* _How to complete this task_
Copy each line of the material in which the word "debug" appears.

-----

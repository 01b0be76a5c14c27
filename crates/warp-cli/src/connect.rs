use std::io::{IsTerminal, Write};

use bytes::Bytes;
use tokio::io::{AsyncReadExt, AsyncWriteExt};
use tokio::net::TcpStream;
use tracing::debug;
use warp_protocol::mux::Mux;
use warp_protocol::{AccessSet, ClientUpdate, Registration, State};

use crate::term::RawModeGuard;

/// Attach to a warp as a shell client. Stays in the foreground until the
/// daemon closes the connection (host gone, unknown warp, or we were too
/// slow to keep up).
pub async fn run(address: &str, id: &str, read_only: bool) -> anyhow::Result<()> {
    if !std::io::stdin().is_terminal() {
        anyhow::bail!("warp connect requires a terminal");
    }

    let username = std::env::var("USER").unwrap_or_else(|_| "guest".to_string());
    let mode = if read_only {
        AccessSet::read_only()
    } else {
        AccessSet::read_write()
    };

    let stream = TcpStream::connect(address).await?;
    let mux = Mux::new(stream);

    mux.update
        .send_json(&Registration::Client(ClientUpdate {
            warp: id.to_string(),
            key: random_key(),
            is_host: false,
            username: username.clone(),
            mode,
        }))
        .await?;

    let (_update, mut state, mut data, cancel) = mux.into_parts();
    let data_tx = data.sender();

    let _raw = RawModeGuard::enable()?;
    println!("[connected to {id} as {username}]\r");

    // Mirror the host's geometry locally whenever a state message arrives.
    let state_cancel = cancel.clone();
    tokio::spawn(async move {
        loop {
            let payload = tokio::select! {
                _ = state_cancel.cancelled() => break,
                next = state.recv() => match next {
                    Some(p) => p,
                    None => break,
                },
            };
            match serde_json::from_slice::<State>(&payload) {
                Ok(st) => {
                    let mut stdout = std::io::stdout();
                    let _ = write!(
                        stdout,
                        "\x1b[8;{};{}t",
                        st.window_size.rows, st.window_size.cols
                    );
                    let _ = stdout.flush();
                }
                Err(e) => debug!(error = %e, "ignoring malformed state message"),
            }
        }
    });

    // Keystrokes flow to the host on the data channel. Read-only clients
    // still send; the daemon discards their input.
    let stdin_cancel = cancel.clone();
    tokio::spawn(async move {
        let mut stdin = tokio::io::stdin();
        let mut buf = [0u8; 4096];
        loop {
            let n = tokio::select! {
                _ = stdin_cancel.cancelled() => break,
                read = stdin.read(&mut buf) => match read {
                    Ok(0) | Err(_) => break,
                    Ok(n) => n,
                },
            };
            if data_tx.send(Bytes::copy_from_slice(&buf[..n])).await.is_err() {
                break;
            }
        }
    });

    // Host output goes straight to the local terminal.
    let mut stdout = tokio::io::stdout();
    loop {
        let chunk = tokio::select! {
            _ = cancel.cancelled() => break,
            next = data.recv() => match next {
                Some(c) => c,
                None => break,
            },
        };
        stdout.write_all(&chunk).await?;
        stdout.flush().await?;
    }
    cancel.cancel();

    println!("\r\n[disconnected from {id}]\r");
    Ok(())
}

fn random_key() -> String {
    format!("{:032x}", rand::random::<u128>())
}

-----

* _Problem solution_
use tracing::debug;
                Err(e) => debug!(error = %e, "ignoring malformed state message"),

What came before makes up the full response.